Deity Seed: Gelumaqa.


Description: minor prehistoric water deity, Caspian region

Area of Influence: water, fishing, waterfowl, outdoor survival

Gelumaqa is a very old, and formerly very forgotten, Indo-European deity that apotheosized, thrived, and dwindled about six thousand or so years ago around the Black Sea.  What was she like, in her first incarnation as a goddess? It’s hard to say. Even this incarnation of Gelumaqa finds her memories of that period extremely hazy. Mud was everywhere, it was cold all the time, far too many of the most vivid memories involve bright sprays of blood; the goddess is fairly certain that mortals probably weren’t too happy to see her manifestation.

But that was then!  Which is to say, that was before Gelumaqa drifted away from the minds of men, falling into a very peaceful oblivion that lasted right up to the moment when modern mortals started inking her sacred symbols onto their skins.  Which was enough like worship and sacrifice to ‘wake her up,’ so to speak; and those mortals should thank, well, Gelumaqa that the goddess was the kind that could wake up in a friendly and accommodating mood.  There are any number of deities from that really old-time religion that might have come out the gate demanding blood for the blood god.

Today, Gelumaqa’s ‘cult’ is mostly spreading through North American women from 25 to 40 who are interested in camping, fishing, and the outdoors.  There aren’t that many of them, but then there weren’t that many worshippers in the old days, either; the population of the planet has skyrocketed since then, making it much easier for a rediscovered deity to thrive.  The arrangement is simple enough; Gelumaqa gives good fishing and protection from the elements, and her worshippers get the tattoo and, well, believe. Many of them don’t think that they’re really believing in a goddess in a worship-like manner, but the worship energy comes through anyway and that’s what matters.

All of this would be merely quaint, and possibly even comforting — Gelumaqa isn’t evil and nobody’s getting hurt — but there are still several complications.  First off: Gelumaqa has a long-term plan in mind where her followers all go have a bunch of kids and raise them up in worship of the goddess. This is not a particularly morally awful plan, but it does mean that the goddess is constantly doing her best to meddle in her worshippers’ love lives by making sure they notice ‘appropriate’ potential suitors, complete with helpful suggestions on how to approach them.  If the worshipper in question is inclined anyway towards large, fit men who like the outdoors and roast meat (Gelumaqa, like many deities, has a ‘type’) this is not particularly onerous; if the worshipper does not, well.

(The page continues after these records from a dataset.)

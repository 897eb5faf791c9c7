use crate::common::{ClassState, StudentRecord};
use std::collections::BTreeMap;

/// Roster is the mutable enrollment state of one replica.
///
/// A student id is in at most one of `enrolled` and `discarded`. `enrolled.len() <= capacity` is
/// what local writes aim for, but merging divergent replicas may overshoot it.
#[derive(Clone, Debug, Default, PartialEq)]
pub(crate) struct Roster {
    capacity: u32,
    open_enrollments: bool,
    // Ordered, so snapshots and merges walk students in the same order on every replica.
    enrolled: BTreeMap<String, String>,
    discarded: BTreeMap<String, String>,
}

impl Roster {
    pub(crate) fn new() -> Self {
        Roster::default()
    }

    /// Seed a roster from a snapshot: enroll its students, then cancel its discarded ones. A
    /// discarded id that the snapshot doesn't also list as enrolled is dropped, and one listed in
    /// both ends up discarded.
    pub(crate) fn from_state(state: ClassState) -> Self {
        let mut roster = Roster {
            capacity: state.capacity,
            open_enrollments: state.open_enrollments,
            enrolled: BTreeMap::new(),
            discarded: BTreeMap::new(),
        };
        for student in state.enrolled {
            roster.enroll(student.id, student.name);
        }
        for student in state.discarded.iter() {
            roster.cancel_enrollment(&student.id);
        }

        roster
    }

    pub(crate) fn capacity(&self) -> u32 {
        self.capacity
    }

    pub(crate) fn is_open(&self) -> bool {
        self.open_enrollments
    }

    pub(crate) fn class_size(&self) -> usize {
        self.enrolled.len()
    }

    pub(crate) fn is_full(&self) -> bool {
        self.class_size() >= self.capacity as usize
    }

    pub(crate) fn is_enrolled(&self, student_id: &str) -> bool {
        self.enrolled.contains_key(student_id)
    }

    pub(crate) fn is_discarded(&self, student_id: &str) -> bool {
        self.discarded.contains_key(student_id)
    }

    /// Capacity only ever grows.
    pub(crate) fn raise_capacity(&mut self, capacity: u32) {
        self.capacity = self.capacity.max(capacity);
    }

    pub(crate) fn open_enrollments(&mut self, capacity: u32) {
        self.raise_capacity(capacity);
        self.open_enrollments = true;
    }

    pub(crate) fn close_enrollments(&mut self) {
        self.open_enrollments = false;
    }

    pub(crate) fn enroll(&mut self, student_id: String, student_name: String) {
        self.discarded.remove(&student_id);
        self.enrolled.insert(student_id, student_name);
    }

    /// Move an enrolled student to the discarded set. Returns false, and changes nothing, if the
    /// student is not enrolled.
    pub(crate) fn cancel_enrollment(&mut self, student_id: &str) -> bool {
        match self.enrolled.remove(student_id) {
            Some(name) => {
                self.discarded.insert(student_id.to_string(), name);
                true
            }
            None => false,
        }
    }

    pub(crate) fn snapshot(&self) -> ClassState {
        ClassState {
            capacity: self.capacity,
            open_enrollments: self.open_enrollments,
            enrolled: Self::records(&self.enrolled),
            discarded: Self::records(&self.discarded),
        }
    }

    fn records(students: &BTreeMap<String, String>) -> Vec<StudentRecord> {
        students
            .iter()
            .map(|(id, name)| StudentRecord::new(id.clone(), name.clone()))
            .collect()
    }

    /// Fold `other` into this roster, treating this roster as the authoritative side.
    ///
    /// 1. Capacity grows to the larger of the two. If `other` is open, we open too.
    /// 2. Each of `other`'s enrolled students is enrolled here while there is room, unless we
    ///    have discarded them. Once full, students unknown to us are "cancelled", which only has
    ///    an effect on a prior enrollment, so in practice they are dropped.
    /// 3. Each of `other`'s discarded students that we don't have enrolled is "cancelled" here,
    ///    with the same caveat. A discard therefore never reaches a replica through this path
    ///    unless that replica enrolled the student itself.
    pub(crate) fn absorb(&mut self, other: &ClassState) {
        if other.open_enrollments {
            self.open_enrollments(other.capacity);
        } else {
            self.raise_capacity(other.capacity);
        }

        for student in other.enrolled.iter() {
            if !self.is_full() {
                if !self.is_discarded(&student.id) {
                    self.enroll(student.id.clone(), student.name.clone());
                }
            } else if !self.is_enrolled(&student.id) {
                self.cancel_enrollment(&student.id);
            }
        }

        for student in other.discarded.iter() {
            if !self.is_enrolled(&student.id) {
                self.cancel_enrollment(&student.id);
            }
        }
    }
}

#[cfg(test)]
mod tests {
    use super::*;

    fn student(n: u32) -> StudentRecord {
        StudentRecord::new(format!("aluno{:04}", n), format!("Student {}", n))
    }

    fn state(capacity: u32, open: bool, enrolled: Vec<u32>, discarded: Vec<u32>) -> ClassState {
        ClassState {
            capacity,
            open_enrollments: open,
            enrolled: enrolled.into_iter().map(student).collect(),
            discarded: discarded.into_iter().map(student).collect(),
        }
    }

    fn assert_disjoint(roster: &Roster) {
        for id in roster.enrolled.keys() {
            assert!(!roster.is_discarded(id), "{} is both enrolled and discarded", id);
        }
    }

    #[test]
    fn enroll_and_cancel_keep_sets_disjoint() {
        let mut roster = Roster::new();
        roster.open_enrollments(3);

        roster.enroll("aluno0001".into(), "Ana Silva".into());
        roster.enroll("aluno0002".into(), "Rui Costa".into());
        assert_eq!(roster.class_size(), 2);

        assert!(roster.cancel_enrollment("aluno0001"));
        assert!(roster.is_discarded("aluno0001"));
        assert!(!roster.is_enrolled("aluno0001"));
        assert_disjoint(&roster);

        // Re-enrolling pulls the student back out of the discarded set.
        roster.enroll("aluno0001".into(), "Ana Silva".into());
        assert!(roster.is_enrolled("aluno0001"));
        assert!(!roster.is_discarded("aluno0001"));
        assert_disjoint(&roster);
    }

    #[test]
    fn cancel_unknown_student_is_noop() {
        let mut roster = Roster::new();
        assert!(!roster.cancel_enrollment("aluno9999"));
        assert_eq!(roster, Roster::new());
    }

    #[test]
    fn capacity_never_shrinks() {
        let mut roster = Roster::new();
        roster.open_enrollments(5);
        roster.close_enrollments();
        roster.open_enrollments(2);

        assert_eq!(roster.capacity(), 5);
        assert!(roster.is_open());
    }

    #[test]
    fn full_at_capacity() {
        let mut roster = Roster::new();
        assert!(roster.is_full());

        roster.open_enrollments(1);
        assert!(!roster.is_full());

        roster.enroll("aluno0001".into(), "Ana Silva".into());
        assert!(roster.is_full());
    }

    #[test]
    fn snapshot_is_sorted() {
        let mut roster = Roster::new();
        roster.open_enrollments(4);
        roster.enroll("aluno0003".into(), "Student 3".into());
        roster.enroll("aluno0001".into(), "Student 1".into());
        roster.enroll("aluno0002".into(), "Student 2".into());
        roster.cancel_enrollment("aluno0002");

        assert_eq!(roster.snapshot(), state(4, true, vec![1, 3], vec![2]));
    }

    #[test]
    fn seeding_drops_discards_of_students_never_enrolled() {
        let roster = Roster::from_state(state(4, true, vec![1, 3], vec![2]));

        assert_eq!(roster.snapshot(), state(4, true, vec![1, 3], vec![]));
    }

    #[test]
    fn seeding_with_student_in_both_sets_discards_it() {
        let roster = Roster::from_state(state(4, true, vec![1, 2], vec![2]));

        assert!(roster.is_discarded("aluno0002"));
        assert!(!roster.is_enrolled("aluno0002"));
        assert_eq!(roster.snapshot(), state(4, true, vec![1], vec![2]));
        assert_disjoint(&roster);
    }

    #[test]
    fn absorb_open_remote_opens_and_raises_capacity() {
        let mut roster = Roster::from_state(state(2, false, vec![], vec![]));

        roster.absorb(&state(5, true, vec![], vec![]));

        assert!(roster.is_open());
        assert_eq!(roster.capacity(), 5);
    }

    #[test]
    fn absorb_closed_remote_keeps_open_flag() {
        let mut open = Roster::from_state(state(2, true, vec![], vec![]));
        open.absorb(&state(5, false, vec![], vec![]));
        assert!(open.is_open());
        assert_eq!(open.capacity(), 5);

        let mut closed = Roster::from_state(state(7, false, vec![], vec![]));
        closed.absorb(&state(5, false, vec![], vec![]));
        assert!(!closed.is_open());
        assert_eq!(closed.capacity(), 7);
    }

    #[test]
    fn absorb_enrolls_remote_students_while_there_is_room() {
        let mut roster = Roster::from_state(state(3, true, vec![1], vec![]));

        roster.absorb(&state(3, true, vec![2, 3, 4], vec![]));

        // 4 arrives when the class is already full, and is dropped.
        assert_eq!(roster.snapshot(), state(3, true, vec![1, 2, 3], vec![]));
        assert_disjoint(&roster);
    }

    #[test]
    fn absorb_respects_local_discards() {
        let mut roster = Roster::from_state(state(3, true, vec![1], vec![]));
        roster.cancel_enrollment("aluno0001");

        roster.absorb(&state(3, true, vec![1, 2], vec![]));

        assert!(roster.is_discarded("aluno0001"));
        assert!(!roster.is_enrolled("aluno0001"));
        assert!(roster.is_enrolled("aluno0002"));
        assert_disjoint(&roster);
    }

    #[test]
    fn absorb_remote_discards_only_affect_local_enrollments() {
        // Remote discarded 1 and 2. We have neither enrolled, so nothing changes: the discard
        // doesn't propagate. This mirrors how cancellation works for local writes.
        let mut roster = Roster::from_state(state(3, true, vec![3], vec![]));

        roster.absorb(&state(3, true, vec![], vec![1, 2]));

        assert_eq!(roster.snapshot(), state(3, true, vec![3], vec![]));
    }

    #[test]
    fn absorb_capacity_grows_to_max_of_both_sides() {
        for (local, remote) in [(0, 0), (1, 4), (4, 1), (3, 3)].iter() {
            for remote_open in [true, false].iter() {
                let mut roster = Roster::from_state(state(*local, false, vec![], vec![]));
                roster.absorb(&state(*remote, *remote_open, vec![], vec![]));
                assert!(roster.capacity() >= (*local).max(*remote));
            }
        }
    }
}
use std::env;
use std::fs;
use std::process;

use anyhow::{bail, Context};

use huarong::{Algorithm, Board};

fn main() -> anyhow::Result<()> {
    env_logger::init();

    let args: Vec<String> = env::args().collect();
    if args.len() != 4 {
        eprintln!("usage: {} <inputfile> <outputfile> <astar|dfs>", args[0]);
        process::exit(2);
    }

    let algorithm: Algorithm = args[3].parse()?;
    let text = fs::read_to_string(&args[1]).with_context(|| format!("failed to read {}", args[1]))?;
    let board: Board = text
        .parse()
        .with_context(|| format!("malformed puzzle in {}", args[1]))?;

    let solution = board.solve(algorithm);
    let Some(solved) = solution.solved_board() else {
        bail!("no solution");
    };

    // the initial configuration, a blank line, then the goal configuration
    fs::write(&args[2], format!("{board}\n{solved}"))
        .with_context(|| format!("failed to write {}", args[2]))?;

    println!("{:?}", solution);

    Ok(())
}
use std::ops::IndexMut;
use std::str::FromStr;

use itertools::Itertools;
use ndarray::{Array2, AssignElem};
use thiserror::Error;

use crate::board::{Board, HEIGHT, WIDTH};
use crate::cell::Cell;
use crate::location::Location;
use crate::piece::{Piece, PieceKind};

/// Reasons a builder may become invalid while building.
#[derive(Copy, Clone, Debug, Eq, PartialEq, Error)]
pub enum BuilderInvalidReason {
    /// A piece's footprint extends outside the 4x5 grid.
    #[error("a piece extends outside the 4x5 grid")]
    PieceOutOfBounds,
    /// Two pieces would write the same cell. Overlaps indicate a malformed
    /// input and are never silently overwritten.
    #[error("two pieces overlap")]
    OverlappingPieces,
    /// No 2x2 goal piece was added.
    #[error("the board has no goal piece")]
    MissingGoalPiece,
    /// More than one 2x2 goal piece was added.
    #[error("the board has more than one goal piece")]
    DuplicateGoalPiece,
}

/// Builder for [`Board`]s.
///
/// Builders mutate themselves while building but can be [`Clone`]d to save
/// their state at some point.
#[derive(Clone)]
pub struct BoardBuilder {
    cells: Array2<Cell>,
    goal_pieces: usize,
    invalid_reasons: Vec<BuilderInvalidReason>,
}

impl Default for BoardBuilder {
    fn default() -> Self {
        Self {
            cells: Array2::from_shape_simple_fn((HEIGHT, WIDTH), Cell::default),
            goal_pieces: 0,
            invalid_reasons: Default::default(),
        }
    }
}

impl BoardBuilder {
    /// Construct a builder holding an empty 4x5 grid.
    pub fn new() -> Self {
        Self::default()
    }

    /// Place `piece` on the board under construction.
    ///
    /// May cause the builder to enter a
    /// [`PieceOutOfBounds`](BuilderInvalidReason::PieceOutOfBounds) or
    /// [`OverlappingPieces`](BuilderInvalidReason::OverlappingPieces)
    /// invalid state. If the builder is already in an invalid state, this
    /// function does nothing.
    pub fn add_piece(&mut self, piece: Piece) -> &mut Self {
        if !self.invalid_reasons.is_empty() {
            return self;
        }

        let footprint = piece.footprint();
        for (location, _) in &footprint {
            match self.cells.get(location.as_index()) {
                None => {
                    self.invalid_reasons.push(BuilderInvalidReason::PieceOutOfBounds);
                    return self;
                }
                Some(Cell::Empty) => {}
                Some(_) => {
                    self.invalid_reasons.push(BuilderInvalidReason::OverlappingPieces);
                    return self;
                }
            }
        }

        if piece.kind == PieceKind::Goal {
            self.goal_pieces += 1;
        }
        for (location, cell) in footprint {
            self.cells.index_mut(location.as_index()).assign_elem(cell);
        }

        self
    }

    /// Convert the state of this builder into a [`Board`].
    ///
    /// Besides any invalid state entered while adding pieces, the board must
    /// hold exactly one goal piece; the goal test and the heuristic are
    /// meaningless without it.
    pub fn build(&self) -> Result<Board, Vec<BuilderInvalidReason>> {
        let mut invalid_reasons = self.invalid_reasons.clone();
        if invalid_reasons.is_empty() {
            match self.goal_pieces {
                1 => {}
                0 => invalid_reasons.push(BuilderInvalidReason::MissingGoalPiece),
                _ => invalid_reasons.push(BuilderInvalidReason::DuplicateGoalPiece),
            }
        }

        if !invalid_reasons.is_empty() {
            return Err(invalid_reasons);
        }

        Ok(Board { cells: self.cells.clone() })
    }
}

/// Reasons an input text fails to parse into a [`Board`].
#[derive(Debug, Error)]
pub enum ParseError {
    /// The text is not exactly 5 lines of exactly 4 symbols.
    #[error("expected 5 lines of 4 symbols")]
    BadDimensions,
    /// A character outside `1 2 < > ^ v .` appeared.
    #[error("unrecognized symbol `{symbol}` at {location:?}")]
    UnknownSymbol {
        /// The offending character.
        symbol: char,
        /// Where it appeared.
        location: Location,
    },
    /// A multi-cell piece did not line up with its top left marker: a stray
    /// `>` or `v` half, a lone goal cell, or a second goal block.
    #[error("inconsistent piece at {0:?}")]
    InconsistentPiece(Location),
    /// The pieces named by the text do not form a valid board.
    #[error("invalid board: {}", .0.iter().join(", "))]
    Invalid(Vec<BuilderInvalidReason>),
}

impl FromStr for Board {
    type Err = ParseError;

    /// Parse the canonical 5-line textual form.
    ///
    /// Pieces are located by their top left markers (the first `1`, each
    /// `2`, `<` and `^`) and replayed through a [`BoardBuilder`]; the
    /// rebuilt grid must then match the input cell for cell, which rejects
    /// any inconsistent multi-cell piece before a search can see it.
    fn from_str(s: &str) -> Result<Self, Self::Err> {
        let rows = s.lines().map(|line| line.chars().collect_vec()).collect_vec();
        if rows.len() != HEIGHT || rows.iter().any(|row| row.len() != WIDTH) {
            return Err(ParseError::BadDimensions);
        }

        let mut builder = BoardBuilder::new();
        let mut goal_found = false;
        for (y, row) in rows.iter().enumerate() {
            for (x, &symbol) in row.iter().enumerate() {
                let location = Location(x, y);
                let kind = match Cell::from_symbol(symbol) {
                    None => return Err(ParseError::UnknownSymbol { symbol, location }),
                    Some(Cell::Goal) if !goal_found => {
                        goal_found = true;
                        Some(PieceKind::Goal)
                    }
                    Some(Cell::Single) => Some(PieceKind::Single),
                    Some(Cell::HorizontalLeft) => Some(PieceKind::Horizontal),
                    Some(Cell::VerticalTop) => Some(PieceKind::Vertical),
                    // remaining goal cells, `>`/`v` halves and empties are
                    // accounted for by a top left marker elsewhere
                    Some(_) => None,
                };
                if let Some(kind) = kind {
                    builder.add_piece(Piece::new(kind, location));
                }
            }
        }

        let board = builder.build().map_err(ParseError::Invalid)?;

        for (index, cell) in board.cells.indexed_iter() {
            let location = Location::from(index);
            if cell.symbol() != rows[location.1][location.0] {
                return Err(ParseError::InconsistentPiece(location));
            }
        }

        Ok(board)
    }
}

Gelumaqa can’t actually make her worshippers do anything against their will, but she doesn’t so much want babies as she’s still a Bronze Age deity who doesn’t really get why ‘not wanting more babies’ would be a thing.  It’s like having your mom in your head, only your mom can adjust the weather around you so that the wind is flowing through your hair romantically just as the park ranger approaches the campsite in the last orange rays of the sunset.

Second: what if the other shoe drops? Gelumaqa herself recognizes that her personality and habits now are very different than when she first manifested; and she has no idea as to what exactly caused the change (the tattoos only explain why she’s around again, sort of).  What if she changes back? It could be awkward, especially since even too-explicit animal sacrifice is frowned upon in the modern era.  Things are pretty sweet for the goddess currently; she’s not really keen on any sudden changes, not that Bronze Age types ever really were in the first place.  Whether mortal, or godly.

Which leads to the last, most interesting question: where are the other Bronze Age deities, anyway?  Gelumaqa of course considers herself to be uniquely deserving of resurrection, but she will more or less concede that perhaps others from her pantheon might be almost as worthy of re-apotheosis.  So why haven’t they come back, too?  There are other deity-associated tattoo designs out there, after all.

Or perhaps they did, and then the deities went away?  That would be worth finding out, honestly. And quickly, too.


  • Phil Smith says:

    Now I want to know what happens to her.

  • Rockphed says:

    Now I want to write romance adventure novels about the women who get Gelumaqa’s tatoo. I just need to decide what our poor protagonist does for a living. Archeologist? Anthropologist? Park ranger who ends up attracting the attention of serial killers?
    Alternatively, I can have her get pulled into a world of werewolves, vampires, fairies, and random nature spirits.